University President Mary Sue Coleman attended the Senate Advisory Committee on University Affairs meeting yesterday and told the faculty governing body that the effect of the state’s nearly $2 billion budget deficit on the University’s general fund is currently unknown.
Coleman said she expects the University and other state-funded institutions to make sacrifices as a result of future budget decisions to be made by new Republican Gov. Rick Snyder.
Snyder will be making his State of the State address on Jan. 19, and it is only then that the University will know where it stands in terms of receiving state appropriations, Coleman said.

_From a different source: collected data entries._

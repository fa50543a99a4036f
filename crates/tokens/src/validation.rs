//! Token algorithm validation.
//!
//! This module provides security checks for the algorithm declared in a
//! token header, ensuring only the configured scheme is accepted.
//!
//! # Security
//!
//! These validators implement security best practices:
//! - Strict algorithm checks to prevent algorithm substitution attacks
//! - The `none` algorithm is always rejected
//! - Only HS256 is accepted — the signing key never leaves the issuing
//!   service, so the symmetric scheme is the configured one

use crate::error::TokenError;

/// Forbidden token algorithms that are never accepted for security reasons.
///
/// `none` means "no signature verification" and is trivially bypassable: a
/// token declaring it would be accepted without any cryptographic check.
pub const FORBIDDEN_ALGORITHMS: &[&str] = &["none"];

/// Accepted token algorithms.
///
/// Currently only HS256 (HMAC-SHA256) is supported end-to-end. The
/// verification pipeline in [`crate::provider::TokenProvider`] only holds
/// symmetric [`crate::signer::Hs256Signer`] keys.
///
/// Per RFC 8725 Section 3.1, validators must reject algorithms they do not
/// fully implement — listing another algorithm here without verification
/// support would produce confusing errors at the signature check stage.
pub const ACCEPTED_ALGORITHMS: &[&str] = &["HS256"];

/// Validate a declared token algorithm against the configured policy.
///
/// Rejecting here, before any signature computation, means a token whose
/// header claims a different (or absent) scheme never reaches the verifier.
///
/// # Errors
///
/// Returns [`TokenError::UnsupportedAlgorithm`] if:
/// - Algorithm is `none`
/// - Algorithm is not in [`ACCEPTED_ALGORITHMS`]
///
/// # Examples
///
/// ```
/// use keygate_tokens::validation::validate_algorithm;
///
/// assert!(validate_algorithm("HS256").is_ok());
/// assert!(validate_algorithm("none").is_err());
/// assert!(validate_algorithm("RS256").is_err());
/// ```
pub fn validate_algorithm(alg: &str) -> Result<(), TokenError> {
    if FORBIDDEN_ALGORITHMS.contains(&alg) {
        return Err(TokenError::unsupported_algorithm(format!(
            "Algorithm '{alg}' is not allowed for security reasons"
        )));
    }

    if !ACCEPTED_ALGORITHMS.contains(&alg) {
        return Err(TokenError::unsupported_algorithm(format!(
            "Algorithm '{alg}' is not in accepted list (only HS256 is supported)"
        )));
    }

    Ok(())
}
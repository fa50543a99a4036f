//! Wall-clock abstraction.
//!
//! The provider reads `now` through a [`Clock`] trait object so tests can
//! pin time and exercise expiration without sleeping.

use chrono::Utc;

/// Source of the current time, in seconds since the Unix epoch.
pub trait Clock: Send + Sync {
    /// Returns the current time as seconds since the Unix epoch.
    fn now_unix(&self) -> u64;
}

/// Production clock backed by the system wall clock.
#[derive(Clone, Copy, Debug, Default)]
pub struct SystemClock;

impl Clock for SystemClock {
    fn now_unix(&self) -> u64 {
        // timestamp() is negative only before 1970; clamp rather than wrap.
        Utc::now().timestamp().max(0) as u64
    }
}
//! Token wire-format encoding and decoding.
//!
//! The wire artifact is three dot-delimited segments, each base64url-encoded
//! without padding: `b64url(header).b64url(payload).b64url(signature)`.
//!
//! Decoding here is purely syntactic: it checks structure and claim
//! presence, nothing more. Splitting the cheap syntactic work from the
//! cryptographic verification lets malformed input be rejected before any
//! signature computation, and lets each failure mode be tested in isolation.
//! **Nothing returned by [`decode`] may be trusted until the caller has
//! verified the signature over [`Decoded::signing_input`].**

use base64::{Engine, engine::general_purpose::URL_SAFE_NO_PAD};
use serde::{Deserialize, Serialize};

use crate::{
    claims::ClaimSet,
    error::{Result, TokenError},
    signer::Hs256Signer,
};

/// Algorithm identifier carried in every header this codec produces.
pub const HEADER_ALG: &str = "HS256";

/// Type identifier carried in every header this codec produces.
pub const HEADER_TYP: &str = "JWT";

/// Token header: declares the signature algorithm and token format.
///
/// Fields are declared in lexicographic key order for canonical
/// serialization, matching [`ClaimSet`].
#[derive(Clone, Debug, PartialEq, Eq, Serialize, Deserialize)]
pub struct Header {
    /// Signature algorithm identifier (e.g. `"HS256"`).
    pub alg: String,
    /// Token format identifier (`"JWT"`).
    pub typ: String,
}

impl Header {
    /// Header for tokens produced by this codec.
    #[must_use]
    pub fn hs256() -> Self {
        Self { alg: HEADER_ALG.to_string(), typ: HEADER_TYP.to_string() }
    }
}

/// The syntactic parts of a decoded token.
///
/// Produced by [`decode`] without any signature check — every field is
/// attacker-controlled until the signature over `signing_input` verifies.
#[derive(Clone, Debug)]
pub struct Decoded {
    /// Declared header. The `alg` field must still be validated against the
    /// configured algorithm before the signature check.
    pub header: Header,
    /// Decoded claims. Untrusted until the signature verifies.
    pub claims: ClaimSet,
    /// Raw signature bytes from the third segment.
    pub signature: Vec<u8>,
    /// The exact `header.payload` substring the signature covers.
    ///
    /// Kept as transmitted rather than re-serialized, so verification signs
    /// the same bytes the issuer signed.
    pub signing_input: String,
}

/// Encodes and signs a claim set into the wire format.
///
/// Serializes the header and claims canonically (stable key ordering),
/// base64url-encodes each without padding, signs the `header.payload`
/// bytes, and appends the encoded signature as the third segment.
///
/// # Errors
///
/// Returns [`TokenError::MalformedToken`] if JSON serialization fails,
/// which cannot happen for well-formed claim sets.
pub fn encode(claims: &ClaimSet, signer: &Hs256Signer) -> Result<String> {
    let header_json = serde_json::to_vec(&Header::hs256())
        .map_err(|e| TokenError::malformed(format!("Failed to serialize header: {e}")))?;
    let payload_json = serde_json::to_vec(claims)
        .map_err(|e| TokenError::malformed(format!("Failed to serialize claims: {e}")))?;

    let header_b64 = URL_SAFE_NO_PAD.encode(header_json);
    let payload_b64 = URL_SAFE_NO_PAD.encode(payload_json);

    let signing_input = format!("{header_b64}.{payload_b64}");
    let signature = signer.sign(signing_input.as_bytes());
    let signature_b64 = URL_SAFE_NO_PAD.encode(signature);

    Ok(format!("{signing_input}.{signature_b64}"))
}

/// Decodes a token string into its syntactic parts, without verification.
///
/// # Errors
///
/// Returns [`TokenError::MalformedToken`] if:
/// - The token does not have exactly 3 non-empty dot-separated segments
/// - Any segment fails base64url decoding
/// - Header or payload is not valid JSON of the expected shape
///
/// Returns [`TokenError::MissingClaim`] if a required claim is empty.
pub fn decode(token: &str) -> Result<Decoded> {
    let parts: Vec<&str> = token.split('.').collect();
    if parts.len() != 3 {
        return Err(TokenError::malformed("token must have 3 parts separated by dots"));
    }
    if parts.iter().any(|p| p.is_empty()) {
        return Err(TokenError::malformed("token segments must be non-empty"));
    }

    let header_bytes = URL_SAFE_NO_PAD
        .decode(parts[0])
        .map_err(|e| TokenError::malformed(format!("Failed to decode token header: {e}")))?;
    let header: Header = serde_json::from_slice(&header_bytes)
        .map_err(|e| TokenError::malformed(format!("Failed to parse token header: {e}")))?;

    let payload_bytes = URL_SAFE_NO_PAD
        .decode(parts[1])
        .map_err(|e| TokenError::malformed(format!("Failed to decode token payload: {e}")))?;
    let claims: ClaimSet = serde_json::from_slice(&payload_bytes)
        .map_err(|e| TokenError::malformed(format!("Failed to parse token claims: {e}")))?;
    claims.check_required()?;

    let signature = URL_SAFE_NO_PAD
        .decode(parts[2])
        .map_err(|e| TokenError::malformed(format!("Failed to decode token signature: {e}")))?;

    let signing_input = format!("{}.{}", parts[0], parts[1]);

    Ok(Decoded { header, claims, signature, signing_input })
}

About 21 percent of the University’s general fund is provided by the state — an amount that is at an all-time low for public universities in Michigan, Coleman said.
“We hope for the best, but we understand the dire issues that the state faces,” Coleman said.
While Snyder’s agenda for University funding are currently unclear, Coleman said Snyder has been “pretty aggressive” with his budget plans for Michigan.
However, Coleman said she thinks the University has been successful in rationalizing the state funding.
Later in the meeting, SACUA member Steven Lusmann, a professor of Music, also said that the state could benefit from looking at how the University plans its budget.
“There are some things that the state could learn of the University,” Lusmann said.
Anticipating future state budgeting problems, SACUA members discussed possible solutions that the University can collaborate with the state on. These include more outreach for research funding on the part of the University and loan forgiveness legislation — which would eliminate a student’s loans after ten years of working as a civil servant — for recent graduates.
SACUA Vice Chair Gina Poe, a professor of Anesthesiology, said University faculty members are especially good at organizing symposiums that make research conducted at the University more known in the public arena, and said events like these could help the University get more research funding.
“What should come out of these symposiums are grant ideas from the industries,” Poe said.
Lusmann also suggested that legislation absolving student loan payments should be drafted to prevent the continued “brain drain” in Michigan by providing a monetary incentive.
He added that the monetary incentive would keep some of the “best minds” in the state.
Coleman highlights baby clothes company
Coleman also mentioned several honors that members of the University community received at the end of 2010.
Engineering senior Allen Kim was recently named “College Entrepreneur of 2010” by Entrepreneur Magazine. Selected as a finalist in August, Kim will be featured in the January issue of the magazine.
Kim won the title for his company Bebarang, formerly called Bebaroo, which is an online rental service that delivers brand name baby clothes at discount prices. Coleman and others have called Bebarang “the Netflix of baby clothes.”
Coleman said she was also pleased that the University received two awards for architecture in 2010 — The Best of the Best Award from McGraw-Hill Construction for the renovations to the Big House and the award for Excellence in Architecture from the American Institute of Architects.